Problem description: Go through the records and copy each line where the string "version" occurs.

=== Exercise materials ===

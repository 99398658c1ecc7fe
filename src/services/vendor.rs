use http::{HeaderMap, HeaderValue, StatusCode, header};
use serde::{Deserialize, Serialize};
use serde_json::Value;

use crate::config::RegionConfig;
use crate::error::{AppError, Result};
use crate::models::vehicle::{VehicleRecord, dedupe_vehicles};
use crate::state::AppState;

/// Vendor path of the user-vehicle listing.
pub const USER_VEHICLE_PATH: &str = "ccarusermgnt/api/v1/user-vehicle";

/// Headers the vendor's mobile app sends on every call.
const MOBILE_APP_HEADERS: &[(&str, &str)] = &[
    ("x-service-name", "CAPP"),
    ("x-app-version", "1.10.3"),
    ("x-device-platform", "VFDashBoard"),
    ("x-device-family", "Community"),
    ("x-device-os-version", "1.0"),
    ("x-device-locale", "en-US"),
    ("x-timezone", "Asia/Ho_Chi_Minh"),
    ("x-device-identifier", "vfdashboard-community-edition"),
];

/// Standard headers plus a bearer credential.
pub fn vendor_headers(access_token: &str) -> Result<HeaderMap> {
    let mut headers = HeaderMap::new();
    for (name, value) in MOBILE_APP_HEADERS {
        headers.insert(*name, HeaderValue::from_static(value));
    }
    headers.insert(header::CONTENT_TYPE, HeaderValue::from_static("application/json"));
    headers.insert(header::ACCEPT, HeaderValue::from_static("application/json"));

    let mut bearer = HeaderValue::from_str(&format!("Bearer {}", access_token))
        .map_err(|_| AppError::Authentication("Malformed access token".to_string()))?;
    bearer.set_sensitive(true);
    headers.insert(header::AUTHORIZATION, bearer);

    Ok(headers)
}

/// Tokens issued by the region's OAuth tenant.
#[derive(Debug, Clone, Deserialize, Serialize)]
pub struct TokenSet {
    pub access_token: String,
    #[serde(default)]
    pub refresh_token: Option<String>,
    #[serde(default)]
    pub expires_in: Option<i64>,
}

/// Maps a failed token-endpoint status to a user-presentable category.
fn classify_token_failure(status: StatusCode, body: &str) -> AppError {
    let lowered = body.to_lowercase();
    match status {
        StatusCode::TOO_MANY_REQUESTS => {
            AppError::RateLimitExceeded("Vendor throttled login".to_string())
        }
        StatusCode::FORBIDDEN
            if lowered.contains("blocked") || lowered.contains("unauthorized_client") =>
        {
            AppError::Forbidden
        }
        StatusCode::BAD_REQUEST | StatusCode::UNAUTHORIZED | StatusCode::FORBIDDEN => {
            if lowered.contains("too_many_attempts") {
                AppError::RateLimitExceeded("Vendor locked the account temporarily".to_string())
            } else {
                AppError::Authentication(format!("Token endpoint returned {}", status))
            }
        }
        s => AppError::Upstream(format!("Token endpoint returned {}", s)),
    }
}

async fn request_token(state: &AppState, region: &RegionConfig, payload: Value) -> Result<TokenSet> {
    if region.client_id.is_empty() {
        return Err(AppError::Misconfigured(
            "OAuth client id for region is not set".to_string(),
        ));
    }

    let _permit = state.upstream_limiter.acquire().await?;
    let url = format!("{}/oauth/token", region.auth_base);
    let response = state.http.post(&url).json(&payload).send().await?;
    let status = response.status();

    if !status.is_success() {
        let body = response.text().await.unwrap_or_default();
        return Err(classify_token_failure(status, &body));
    }

    response
        .json::<TokenSet>()
        .await
        .map_err(|e| AppError::Upstream(format!("Unexpected token response: {}", e)))
}

/// Password grant against the region's OAuth tenant.
pub async fn authenticate(
    state: &AppState,
    region: &RegionConfig,
    email: &str,
    password: &str,
) -> Result<TokenSet> {
    tracing::debug!("🔐 Requesting vendor tokens");
    request_token(
        state,
        region,
        serde_json::json!({
            "client_id": region.client_id,
            "audience": region.audience,
            "grant_type": "password",
            "scope": "offline_access openid profile email",
            "username": email,
            "password": password,
        }),
    )
    .await
}

/// Exchanges a refresh token for a new access token.
pub async fn refresh(state: &AppState, region: &RegionConfig, refresh_token: &str) -> Result<TokenSet> {
    tracing::debug!("🔄 Refreshing vendor access token");
    request_token(
        state,
        region,
        serde_json::json!({
            "client_id": region.client_id,
            "grant_type": "refresh_token",
            "refresh_token": refresh_token,
        }),
    )
    .await
}

fn classify_api_failure(status: StatusCode, what: &str) -> AppError {
    match status {
        StatusCode::UNAUTHORIZED => AppError::Authentication(format!("{} returned 401", what)),
        StatusCode::FORBIDDEN => AppError::Forbidden,
        StatusCode::TOO_MANY_REQUESTS => AppError::RateLimitExceeded(format!("{} throttled", what)),
        s => AppError::Upstream(format!("{} returned {}", what, s)),
    }
}

/// Lists the account's vehicles, de-duplicated by VIN.
pub async fn list_vehicles(
    state: &AppState,
    region: &RegionConfig,
    access_token: &str,
) -> Result<Vec<VehicleRecord>> {
    let _permit = state.upstream_limiter.acquire().await?;
    let url = format!("{}/{}", region.api_base, USER_VEHICLE_PATH);
    let response = state
        .http
        .get(&url)
        .headers(vendor_headers(access_token)?)
        .send()
        .await?;

    let status = response.status();
    if !status.is_success() {
        return Err(classify_api_failure(status, "user-vehicle"));
    }

    let json: Value = response
        .json()
        .await
        .map_err(|e| AppError::Upstream(format!("Unexpected user-vehicle response: {}", e)))?;

    let vehicles: Vec<VehicleRecord> = json
        .get("data")
        .and_then(Value::as_array)
        .map(|items| {
            items
                .iter()
                .filter_map(|item| match serde_json::from_value(item.clone()) {
                    Ok(vehicle) => Some(vehicle),
                    Err(e) => {
                        tracing::warn!("⚠️ Skipping unreadable vehicle entry: {}", e);
                        None
                    }
                })
                .collect()
        })
        .unwrap_or_default();

    Ok(dedupe_vehicles(vehicles))
}

/// Fetches the OIDC profile. Returned verbatim so unknown claims survive.
pub async fn user_profile(state: &AppState, region: &RegionConfig, access_token: &str) -> Result<Value> {
    let _permit = state.upstream_limiter.acquire().await?;
    let url = format!("{}/userinfo", region.auth_base);
    let response = state.http.get(&url).bearer_auth(access_token).send().await?;

    let status = response.status();
    if !status.is_success() {
        return Err(classify_api_failure(status, "userinfo"));
    }

    response
        .json()
        .await
        .map_err(|e| AppError::Upstream(format!("Unexpected userinfo response: {}", e)))
}

#[cfg(test)]
mod tests {
    use super::*;

    #[test]
    fn token_failures_map_to_categories() {
        assert!(matches!(
            classify_token_failure(StatusCode::FORBIDDEN, r#"{"error":"invalid_grant"}"#),
            AppError::Authentication(_)
        ));
        assert!(matches!(
            classify_token_failure(StatusCode::TOO_MANY_REQUESTS, ""),
            AppError::RateLimitExceeded(_)
        ));
        assert!(matches!(
            classify_token_failure(StatusCode::UNAUTHORIZED, r#"{"error":"too_many_attempts"}"#),
            AppError::RateLimitExceeded(_)
        ));
        assert!(matches!(
            classify_token_failure(StatusCode::FORBIDDEN, r#"{"error":"unauthorized_client"}"#),
            AppError::Forbidden
        ));
        assert!(matches!(
            classify_token_failure(StatusCode::BAD_GATEWAY, ""),
            AppError::Upstream(_)
        ));
    }

    #[test]
    fn bearer_header_is_sensitive() {
        let headers = vendor_headers("tok").unwrap();
        let auth = headers.get(header::AUTHORIZATION).unwrap();
        assert!(auth.is_sensitive());
        assert_eq!(auth, "Bearer tok");
        assert_eq!(headers.get("x-service-name").unwrap(), "CAPP");
    }
}
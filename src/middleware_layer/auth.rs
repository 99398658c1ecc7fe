use axum::{
    body::Body,
    extract::State,
    http::Request,
    middleware::Next,
    response::{IntoResponse, Response},
};
use tower_cookies::Cookies;

use crate::{
    error::AppError,
    models::session::{ACCESS_TOKEN_COOKIE, REGION_COOKIE, USER_ID_COOKIE, VIN_COOKIE},
    state::AppState,
};

/// Credentials and context recovered from the HttpOnly cookies.
#[derive(Clone)]
pub struct VendorSession {
    pub access_token: String,
    pub region: Option<String>,
    pub vin: Option<String>,
    pub user_id: Option<String>,
}

impl std::fmt::Debug for VendorSession {
    fn fmt(&self, f: &mut std::fmt::Formatter<'_>) -> std::fmt::Result {
        f.debug_struct("VendorSession")
            .field("access_token", &"<redacted>")
            .field("region", &self.region)
            .field("vin", &self.vin)
            .field("user_id", &self.user_id)
            .finish()
    }
}

fn non_empty(cookies: &Cookies, name: &str) -> Option<String> {
    cookies
        .get(name)
        .map(|c| c.value().to_string())
        .filter(|v| !v.is_empty())
}

impl VendorSession {
    /// Reads the session from the request cookies; `None` without a bearer.
    pub fn from_cookies(cookies: &Cookies) -> Option<Self> {
        Some(Self {
            access_token: non_empty(cookies, ACCESS_TOKEN_COOKIE)?,
            region: non_empty(cookies, REGION_COOKIE),
            vin: non_empty(cookies, VIN_COOKIE),
            user_id: non_empty(cookies, USER_ID_COOKIE),
        })
    }
}

/// A middleware that requires a bearer cookie to be present.
///
/// The recovered [`VendorSession`] is inserted into the request extensions.
pub async fn require_auth(
    State(_state): State<AppState>,
    cookies: Cookies,
    mut request: Request<Body>,
    next: Next,
) -> Response {
    tracing::debug!("🔐 Checking authentication...");

    let Some(session) = VendorSession::from_cookies(&cookies) else {
        return AppError::Authentication("No access_token cookie".to_string()).into_response();
    };

    tracing::debug!("✅ Bearer cookie present (vin: {:?})", session.vin);
    request.extensions_mut().insert(session);

    next.run(request).await
}
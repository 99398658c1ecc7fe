use std::sync::Arc;

use chrono::{DateTime, Duration, Utc};

use super::source::StationSource;
use super::store::Store;
use crate::client::error::ClientError;
use crate::models::charging::{ChargingStation, haversine_km};

/// How long a station search stays valid.
pub const STATION_TTL_MINUTES: i64 = 15;
/// Moving further than this from the last search triggers a new one.
pub const REFETCH_DISTANCE_KM: f64 = 5.0;

#[derive(Debug, Clone)]
pub struct StationState {
    pub stations: Vec<ChargingStation>,
    pub is_loading: bool,
    pub error: Option<String>,
    pub last_fetch: Option<(f64, f64)>,
    pub last_fetch_at: Option<DateTime<Utc>>,
    pub show_stations: bool,
    /// Empty means every connector type.
    pub connector_type: String,
    pub only_available: bool,
}

impl Default for StationState {
    fn default() -> Self {
        Self {
            stations: Vec::new(),
            is_loading: false,
            error: None,
            last_fetch: None,
            last_fetch_at: None,
            show_stations: true,
            connector_type: String::new(),
            only_available: false,
        }
    }
}

impl StationState {
    /// Stations to draw under the current toggles.
    pub fn visible(&self) -> Vec<ChargingStation> {
        if !self.show_stations {
            return Vec::new();
        }
        self.stations
            .iter()
            .filter(|s| self.connector_type.is_empty() || s.supports(&self.connector_type))
            .filter(|s| !self.only_available || s.has_available_connector())
            .cloned()
            .collect()
    }

    fn is_fresh_for(&self, lat: f64, lon: f64, now: DateTime<Utc>) -> bool {
        let Some(at) = self.last_fetch_at else {
            return false;
        };
        if now - at >= Duration::minutes(STATION_TTL_MINUTES) {
            return false;
        }
        match self.last_fetch {
            Some((last_lat, last_lon)) => haversine_km(lat, lon, last_lat, last_lon) < REFETCH_DISTANCE_KM,
            None => true,
        }
    }
}

/// Nearby public charging stations, searched around the vehicle.
#[derive(Clone)]
pub struct ChargingStationFinder {
    source: Arc<dyn StationSource>,
    store: Arc<Store<StationState>>,
}

impl ChargingStationFinder {
    pub fn new(source: Arc<dyn StationSource>) -> Self {
        Self {
            source,
            store: Arc::new(Store::default()),
        }
    }

    pub fn store(&self) -> &Store<StationState> {
        &self.store
    }

    pub fn state(&self) -> StationState {
        self.store.get()
    }

    /// Searches around `(lat, lon)` unless the last search is recent and
    /// close enough. Errors land in the state as well.
    pub async fn fetch(&self, lat: f64, lon: f64, force: bool) -> Result<(), ClientError> {
        let now = Utc::now();
        if !force && self.store.read(|s| s.is_fresh_for(lat, lon, now)) {
            return Ok(());
        }

        self.store.update(|s| {
            s.is_loading = true;
            s.error = None;
        });

        match self.source.stations_near(lat, lon).await {
            Ok(stations) => {
                tracing::debug!("⚡ {} charging stations near {:.4},{:.4}", stations.len(), lat, lon);
                self.store.update(|s| {
                    s.stations = stations;
                    s.is_loading = false;
                    s.error = None;
                    s.last_fetch = Some((lat, lon));
                    s.last_fetch_at = Some(Utc::now());
                });
                Ok(())
            }
            Err(e) => {
                tracing::error!("❌ Charging station search failed: {}", e);
                self.store.update(|s| {
                    s.is_loading = false;
                    s.error = Some(e.to_string());
                });
                Err(e)
            }
        }
    }

    pub fn toggle_stations(&self) {
        self.store.update(|s| s.show_stations = !s.show_stations);
    }

    pub fn set_connector_filter(&self, connector_type: &str) {
        self.store
            .update(|s| s.connector_type = connector_type.to_string());
    }

    pub fn set_availability_filter(&self, only_available: bool) {
        self.store.update(|s| s.only_available = only_available);
    }

    pub fn visible(&self) -> Vec<ChargingStation> {
        self.store.read(StationState::visible)
    }
}

#[cfg(test)]
mod tests {
    use super::*;
    use async_trait::async_trait;
    use std::sync::atomic::{AtomicUsize, Ordering};

    struct FixedStations {
        calls: AtomicUsize,
    }

    #[async_trait]
    impl StationSource for FixedStations {
        async fn stations_near(&self, _lat: f64, _lon: f64) -> Result<Vec<ChargingStation>, ClientError> {
            self.calls.fetch_add(1, Ordering::SeqCst);
            Ok(vec![
                ChargingStation {
                    station_id: Some("a".to_string()),
                    connector_types: vec!["CCS2".to_string()],
                    available_connectors: Some(2.0),
                    ..Default::default()
                },
                ChargingStation {
                    station_id: Some("b".to_string()),
                    connector_types: vec!["CHAdeMO".to_string()],
                    available_connectors: Some(0.0),
                    ..Default::default()
                },
            ])
        }
    }

    fn finder() -> (ChargingStationFinder, Arc<FixedStations>) {
        let source = Arc::new(FixedStations {
            calls: AtomicUsize::new(0),
        });
        (ChargingStationFinder::new(source.clone()), source)
    }

    #[tokio::test]
    async fn refetches_only_after_moving_far_enough() {
        let (finder, source) = finder();
        finder.fetch(21.0285, 105.8542, false).await.unwrap();
        // about 1 km away
        finder.fetch(21.0375, 105.8542, false).await.unwrap();
        assert_eq!(source.calls.load(Ordering::SeqCst), 1);

        // about 11 km away
        finder.fetch(21.1285, 105.8542, false).await.unwrap();
        assert_eq!(source.calls.load(Ordering::SeqCst), 2);

        finder.fetch(21.1285, 105.8542, true).await.unwrap();
        assert_eq!(source.calls.load(Ordering::SeqCst), 3);
    }

    #[tokio::test]
    async fn expired_search_is_repeated() {
        let (finder, source) = finder();
        finder.fetch(10.0, 106.0, false).await.unwrap();
        finder
            .store()
            .update(|s| s.last_fetch_at = Some(Utc::now() - Duration::minutes(16)));
        finder.fetch(10.0, 106.0, false).await.unwrap();
        assert_eq!(source.calls.load(Ordering::SeqCst), 2);
    }

    #[tokio::test]
    async fn filters_apply_to_visible_stations() {
        let (finder, _) = finder();
        finder.fetch(10.0, 106.0, false).await.unwrap();
        assert_eq!(finder.visible().len(), 2);

        finder.set_connector_filter("CCS2");
        assert_eq!(finder.visible().len(), 1);

        finder.set_connector_filter("");
        finder.set_availability_filter(true);
        let visible = finder.visible();
        assert_eq!(visible.len(), 1);
        assert_eq!(visible[0].station_id.as_deref(), Some("a"));

        finder.toggle_stations();
        assert!(finder.visible().is_empty());
    }
}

===

Answer section:
    ("x-app-version", "1.10.3"),
    ("x-device-os-version", "1.0"),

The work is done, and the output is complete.